Good threads Kim. CO
I was just getting ready to ping CO to that thread..disgusting but it was news.
What I hear is that dozens of dismissals of the court cases is OK, yet every judge with a brain and sworn to uphold and defend the Constitution knows, like you and me, that the usurper is NOT a NBC and possible NOT even born in the U.S.
The last court "hired" (?) a clerk from the defendants law-office to taint the plaintiffs case after the judge has promised that he would hear this case on its merits.
He then punted the case by not hearing the merit, that is corruption in my eyes not to uphold and defend the Constitution but sidestepping it by judicial technicality.
We have been hoodwinked by a scandalous voting fraud that have our forefathers turning in their graves. So again where have all our nice "talk" brought us?
I remember clearly when Chamberlain did the same to the Brits instead of stopping Hitler in his track and spare the world from unheard sufferings.
Everybody in the media SRM, Rush, Hannity, Beck, BOR, Greta, Geraldo, Ann Coulter, Lis Wiehl and the people in the government branches becomes enablers by covering up this atrocious political scandal, and that is sure very un-American, hello!
And they game the system by upgrading the grates for students who have NOT earned that grate so they can collect more money!
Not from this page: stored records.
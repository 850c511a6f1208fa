//! Polynomial least-squares smoothing

use nalgebra::{DMatrix, DVector};
use serde::{Deserialize, Serialize};

use super::Transform;
use crate::{IntoSignal, RLError, Result, Signal};

const SVD_EPS: f64 = 1e-12;

/// Fit a polynomial of `degree` to `(index, value)` pairs and evaluate it at each index
///
/// This is a smoothing filter over the observed range, not an extrapolator.
#[derive(Debug, Clone, Copy, PartialEq, Eq, Serialize, Deserialize)]
pub struct PolySmooth {
    /// Polynomial degree
    pub degree: usize,
}

impl PolySmooth {
    /// Smoother with the given polynomial degree
    #[must_use]
    pub fn new(degree: usize) -> Self {
        Self { degree }
    }
}

impl Transform for PolySmooth {
    type Output = Signal;

    fn apply<X: IntoSignal>(&self, x: X) -> Result<Signal> {
        let signal = x.into_signal()?;
        let y = match &signal {
            Signal::Scalar(_) => return Ok(signal),
            Signal::Vector(v) if v.is_empty() => return Ok(signal),
            Signal::Vector(v) => v,
        };

        let n = y.len();
        let vandermonde = DMatrix::from_fn(n, self.degree + 1, |i, j| {
            (i as f64).powi(i32::try_from(j).unwrap_or(i32::MAX))
        });
        let targets = DVector::from_iterator(n, y.iter().copied());

        let coefficients = vandermonde
            .clone()
            .svd(true, true)
            .solve(&targets, SVD_EPS)
            .map_err(|e| RLError::Computation(format!("polynomial fit failed: {e}")))?;

        let fitted = vandermonde * coefficients;
        Ok(Signal::Vector(fitted.iter().copied().collect()))
    }
}
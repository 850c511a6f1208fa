//! Error types for the pgkit core library

use thiserror::Error;

/// Core error type for RL operations
#[derive(Error, Debug)]
pub enum RLError {
    /// Input has a rank or feature shape the operation does not accept
    #[error("Shape error: {0}")]
    Shape(String),

    /// Input has the wrong kind, e.g. a boolean mask or a scalar where a sequence is required
    #[error("Type error: {0}")]
    Type(String),

    /// Two aligned sequences differ in length
    #[error("Length mismatch: expected {expected}, got {actual}")]
    Length { expected: usize, actual: usize },

    /// A value lies outside its permitted domain
    #[error("Value error: {0}")]
    Value(String),

    /// Environment-related errors
    #[error("Environment error: {0}")]
    Environment(String),

    /// Agent-related errors
    #[error("Agent error: {0}")]
    Agent(String),

    /// Policy-related errors
    #[error("Policy error: {0}")]
    Policy(String),

    /// Invalid action
    #[error("Invalid action: {0}")]
    InvalidAction(String),

    /// Dimension mismatch
    #[error("Dimension mismatch: expected {expected}, got {actual}")]
    DimensionMismatch { expected: usize, actual: usize },

    /// Computation error
    #[error("Computation error: {0}")]
    Computation(String),

    /// Serialization error
    #[error("Serialization error: {0}")]
    Serialization(#[from] serde_json::Error),

    /// IO error
    #[error("IO error: {0}")]
    Io(#[from] std::io::Error),

    /// Other errors
    #[error("{0}")]
    Other(#[from] anyhow::Error),
}

impl RLError {
    /// Whether this error reports a violated input contract (shape, type, length or value)
    #[must_use]
    pub fn is_contract_violation(&self) -> bool {
        matches!(
            self,
            Self::Shape(_) | Self::Type(_) | Self::Length { .. } | Self::Value(_)
        )
    }
}

/// Result type alias for RL operations
pub type Result<T> = std::result::Result<T, RLError>;
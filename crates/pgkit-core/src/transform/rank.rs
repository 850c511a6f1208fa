//! Rank transform

use ndarray::Array1;
use serde::{Deserialize, Serialize};

use super::Transform;
use crate::{IntoSignal, Result};

/// Replace each element by its ascending rank
///
/// Ties keep their original order. With `centered`, ranks are mapped to
/// `rank / (N - 1) - 0.5`, i.e. evenly spaced over `[-0.5, 0.5]`.
#[derive(Debug, Clone, Copy, PartialEq, Eq, Serialize, Deserialize)]
pub struct RankTransform {
    /// Center the ranks around zero
    pub centered: bool,
}

impl Default for RankTransform {
    fn default() -> Self {
        Self { centered: true }
    }
}

impl RankTransform {
    /// Centered rank transform
    #[must_use]
    pub fn new() -> Self {
        Self::default()
    }

    /// Raw 0-indexed ranks
    #[must_use]
    pub fn uncentered() -> Self {
        Self { centered: false }
    }
}

impl Transform for RankTransform {
    type Output = Array1<f64>;

    fn apply<X: IntoSignal>(&self, x: X) -> Result<Array1<f64>> {
        let x = x.into_signal()?.require_sequence("RankTransform")?;
        let n = x.len();

        let mut order: Vec<usize> = (0..n).collect();
        order.sort_by(|&a, &b| x[a].total_cmp(&x[b]));

        let mut ranks = Array1::zeros(n);
        for (rank, &idx) in order.iter().enumerate() {
            ranks[idx] = rank as f64;
        }

        if self.centered {
            if n > 1 {
                let span = (n - 1) as f64;
                ranks.mapv_inplace(|r| r / span - 0.5);
            } else {
                ranks.fill(0.0);
            }
        }
        Ok(ranks)
    }
}

#[cfg(test)]
mod tests {
    use super::*;
    use crate::RLError;
    use ndarray::{arr1, arr2};

    #[test]
    fn test_worked_example() {
        let a = vec![3, 14, 1];
        assert_eq!(RankTransform::uncentered().apply(&a).unwrap(), arr1(&[1.0, 2.0, 0.0]));
        assert_eq!(RankTransform::new().apply(&a).unwrap(), arr1(&[0.0, 0.5, -0.5]));

        let b = arr1(&[3.0, 14.0, 1.0]);
        assert_eq!(RankTransform::uncentered().apply(&b).unwrap(), arr1(&[1.0, 2.0, 0.0]));
        assert_eq!(RankTransform::new().apply(&b).unwrap(), arr1(&[0.0, 0.5, -0.5]));
    }

    #[test]
    fn test_ties_keep_original_order() {
        let ranks = RankTransform::uncentered().apply([2, 1, 2, 1]).unwrap();
        assert_eq!(ranks, arr1(&[2.0, 0.0, 3.0, 1.0]));
    }

    #[test]
    fn test_centered_endpoints() {
        let ranks = RankTransform::new().apply([5.0, -1.0, 2.0, 9.0, 0.0]).unwrap();
        assert_eq!(ranks, arr1(&[0.25, -0.5, 0.0, 0.5, -0.25]));
        assert_eq!(RankTransform::new().apply([7]).unwrap(), arr1(&[0.0]));
    }

    #[test]
    fn test_contract() {
        assert!(matches!(RankTransform::new().apply(5), Err(RLError::Type(_))));
        assert!(matches!(
            RankTransform::new().apply(arr2(&[[3, 14, 1]])),
            Err(RLError::Shape(_))
        ));
    }
}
For the first time you and I are on the same page!!!
What does the Constitution has to say about that???
Even you have to admit that the "standing" is a judge-created doctrine, nowhere to be found in the text of the constitution, nor the text of federal law. (The same holds true for other notions such absolute and qualified immunity, for example.)
Let's face it: the main reason why the doctrine of "standing" (as well as the others) was created in the first place (and relatively recently in the history of the judicial system, I might add) was to protect government officials from otherwise meritorious litigation stemming from the officials' abuse of the law. The "standing" doctrine, as well as several other judge-created obstacles that plaintiffs against government now have to surmount, has the added benefit to judges of serving reduce their work load.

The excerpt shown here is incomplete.